“No, not to-night, Esmeralda,” he said. “I’ll go to Selvaine first; I’ll do the straight thing.”
“And if he says no?”
“Oh, then,” said Norman, ruefully, “I don’t know. I don’t suppose Lilias would marry me without his and the duke’s consent, and they’ll never give that.”
Esmeralda looked at him with a tenderness that had something pathetic in it.

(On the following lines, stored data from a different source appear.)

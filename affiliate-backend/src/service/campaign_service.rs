// affiliate-backend/src/service/campaign_service.rs

use std::sync::Arc;

use rust_decimal::Decimal;
use sea_orm::{Set, TransactionTrait};
use tracing::info;
use validator::Validate;

use crate::api::dto::campaign_dto::{CampaignCreate, CampaignOut, CampaignQuery};
use crate::api::dto::common::ApiEnvelope;
use crate::db::DbPool;
use crate::domain::activity_log_model::NewActivity;
use crate::domain::campaign_model;
use crate::domain::user_model::UserRole;
use crate::error::{AppError, AppResult};
use crate::middleware::auth::AuthenticatedUser;
use crate::repository::activity_log_repository::ActivityLogRepository;
use crate::repository::campaign_repository::{CampaignFilter, CampaignRepository};
use crate::repository::user_repository::UserRepository;
use crate::utils::date::parse_ddmmyyyy;

#[derive(Clone)]
pub struct CampaignService {
    db: DbPool,
    campaign_repo: Arc<CampaignRepository>,
    activity_log_repo: Arc<ActivityLogRepository>,
    user_repo: Arc<UserRepository>,
}

impl CampaignService {
    pub fn new(
        db: DbPool,
        campaign_repo: Arc<CampaignRepository>,
        activity_log_repo: Arc<ActivityLogRepository>,
        user_repo: Arc<UserRepository>,
    ) -> Self {
        Self {
            db,
            campaign_repo,
            activity_log_repo,
            user_repo,
        }
    }

    /// ローカルキャンペーンの登録（管理者のみ）
    pub async fn create_campaign(
        &self,
        auth: &AuthenticatedUser,
        campaign_in: CampaignCreate,
    ) -> AppResult<ApiEnvelope<()>> {
        if !auth.is_admin() {
            return Err(AppError::Forbidden("Access denied".to_string()));
        }

        campaign_in.validate()?;

        let company_id = campaign_in
            .company_id
            .ok_or_else(|| AppError::BadRequest("Company ID is required".to_string()))?;

        if campaign_in.brand_commission_rate <= Decimal::ZERO {
            return Err(AppError::ValidationError(
                "brandCommissionRate must be positive".to_string(),
            ));
        }
        if campaign_in.influencer_commission_rate <= Decimal::ZERO {
            return Err(AppError::ValidationError(
                "influencerCommissionRate must be positive".to_string(),
            ));
        }
        if let Some(other_costs_rate) = campaign_in.other_costs_rate {
            if other_costs_rate < Decimal::ZERO {
                return Err(AppError::ValidationError(
                    "otherCostsRate must not be negative".to_string(),
                ));
            }
        }

        let now = chrono::Utc::now();
        let new_campaign = campaign_model::ActiveModel {
            name: Set(campaign_in.name.clone()),
            brief: Set(campaign_in.brief.clone()),
            branding_image: Set(campaign_in.branding_image.clone()),
            brand_commission_rate: Set(Some(campaign_in.brand_commission_rate)),
            influencer_commission_rate: Set(Some(campaign_in.influencer_commission_rate)),
            other_costs_rate: Set(campaign_in.other_costs_rate),
            end_date: Set(Some(campaign_in.end_date)),
            company_id: Set(Some(company_id)),
            source: Set("local".to_string()),
            start_date: Set(now),
            created_at: Set(now),
            ..Default::default()
        };

        // キャンペーンとアクティビティログは同一ユニットオブワーク
        let txn = self.db.begin().await?;

        let campaign = self.campaign_repo.create(&txn, new_campaign).await?;
        self.activity_log_repo
            .create(&txn, NewActivity::campaign_started(company_id, &campaign.name))
            .await?;

        txn.commit().await?;

        info!(campaign_id = campaign.id, "Campaign created");

        Ok(ApiEnvelope::ok_with_message(
            (),
            "Campaign created successfully",
        ))
    }

    /// ロール別スコープのキャンペーン一覧（商品込み）
    ///
    /// 会社は自社のみ、管理者は任意の会社で絞り込み可。
    /// 日付フィルタの形式不正はドメインレベルの失敗として返す
    pub async fn list_campaigns(
        &self,
        auth: &AuthenticatedUser,
        query: CampaignQuery,
    ) -> AppResult<ApiEnvelope<Vec<CampaignOut>>> {
        if !matches!(auth.role, UserRole::Admin | UserRole::Company) {
            return Err(AppError::Forbidden("Access denied".to_string()));
        }

        let company_id = match auth.role {
            UserRole::Admin => query.company_id,
            UserRole::Company => {
                let user = self
                    .user_repo
                    .find_by_id(auth.user_id)
                    .await?
                    .ok_or_else(|| AppError::Unauthorized("User not found".to_string()))?;
                user.company_id
            }
            UserRole::Influencer => unreachable!(),
        };

        let mut filter = CampaignFilter {
            company_id,
            name: query.name.clone(),
            ..Default::default()
        };

        if let Some(start) = query.start_date.as_deref().filter(|v| !v.is_empty()) {
            match parse_ddmmyyyy(start) {
                Some(from) => filter.end_date_from = Some(from),
                None => return Ok(ApiEnvelope::failure("Invalid StartDate")),
            }
        }
        if let Some(end) = query.end_date.as_deref().filter(|v| !v.is_empty()) {
            match parse_ddmmyyyy(end) {
                Some(until) => filter.end_date_until = Some(until),
                None => return Ok(ApiEnvelope::failure("Invalid EndDate")),
            }
        }

        let campaigns = self.campaign_repo.find_with_products(filter).await?;

        Ok(ApiEnvelope::ok(
            campaigns
                .into_iter()
                .map(|(campaign, products)| CampaignOut::from_model(campaign, products))
                .collect(),
        ))
    }
}

#[cfg(test)]
mod tests {
    use super::*;
    use crate::utils::jwt::AccessTokenClaims;
    use sea_orm::{DatabaseBackend, MockDatabase};

    fn auth(role: UserRole) -> AuthenticatedUser {
        AuthenticatedUser::new(
            1,
            role,
            AccessTokenClaims {
                sub: "1".to_string(),
                role: role.as_str().to_string(),
                purpose: None,
                iat: 0,
                exp: i64::MAX,
                jti: "test".to_string(),
            },
        )
    }

    fn service_with(db: sea_orm::DatabaseConnection) -> CampaignService {
        CampaignService::new(
            db.clone(),
            Arc::new(CampaignRepository::new(db.clone())),
            Arc::new(ActivityLogRepository::new(db.clone())),
            Arc::new(UserRepository::new(db)),
        )
    }

    fn campaign_create(company_id: Option<i32>, brand_rate: &str) -> CampaignCreate {
        serde_json::from_value(serde_json::json!({
            "name": "Summer Fashion 2024",
            "brandCommissionRate": brand_rate,
            "influencerCommissionRate": "5.00",
            "otherCostsRate": "1.00",
            "endDate": "2025-12-31T00:00:00Z",
            "company_id": company_id
        }))
        .unwrap()
    }

    #[tokio::test]
    async fn test_create_campaign_requires_admin() {
        let db = MockDatabase::new(DatabaseBackend::Postgres).into_connection();
        let service = service_with(db);

        let result = service
            .create_campaign(&auth(UserRole::Company), campaign_create(Some(5), "10.00"))
            .await;

        assert!(matches!(result, Err(AppError::Forbidden(_))));
    }

    #[tokio::test]
    async fn test_create_campaign_requires_company_id() {
        let db = MockDatabase::new(DatabaseBackend::Postgres).into_connection();
        let service = service_with(db);

        let result = service
            .create_campaign(&auth(UserRole::Admin), campaign_create(None, "10.00"))
            .await;

        assert!(matches!(result, Err(AppError::BadRequest(_))));
    }

    #[tokio::test]
    async fn test_create_campaign_rejects_non_positive_rate() {
        let db = MockDatabase::new(DatabaseBackend::Postgres).into_connection();
        let service = service_with(db);

        let result = service
            .create_campaign(&auth(UserRole::Admin), campaign_create(Some(5), "0.00"))
            .await;

        assert!(matches!(result, Err(AppError::ValidationError(_))));
    }

    #[tokio::test]
    async fn test_list_campaigns_invalid_date_is_domain_failure() {
        let db = MockDatabase::new(DatabaseBackend::Postgres).into_connection();
        let service = service_with(db);

        let query = CampaignQuery {
            start_date: Some("31/12/2025".to_string()),
            ..Default::default()
        };
        let envelope = service
            .list_campaigns(&auth(UserRole::Admin), query)
            .await
            .unwrap();

        assert!(!envelope.is_success);
        assert_eq!(envelope.message.as_deref(), Some("Invalid StartDate"));
    }
}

“What a lucky thing it is for you, Norman, that I didn’t accept you that night by the river! No, I’m not laughing at you. I like you all the better for—for having cared for me once. One doesn’t get too many people to love one. And if you marry Lilias, I shall get a brother as well as a sister; so I feel I’m taking a hand this deal, as Varley would say.” She sighed as she spoke Varley’s name, and looked beyond Norman’s handsome head. “Yes, I’m going to take a hand in the game, and I think I hold the cards that will win it for you.”
“What do you mean?” he asked in a low voice.
She laid her hand on his shoulder.
“You go to Selvaine to-morrow,” she said, “and ask for Lilias, like a man, and tell him I sent you.”
Norman started and turned crimson.
“Esmeralda!” he exclaimed, scarce above his breath. “Do you mean that you offer me—”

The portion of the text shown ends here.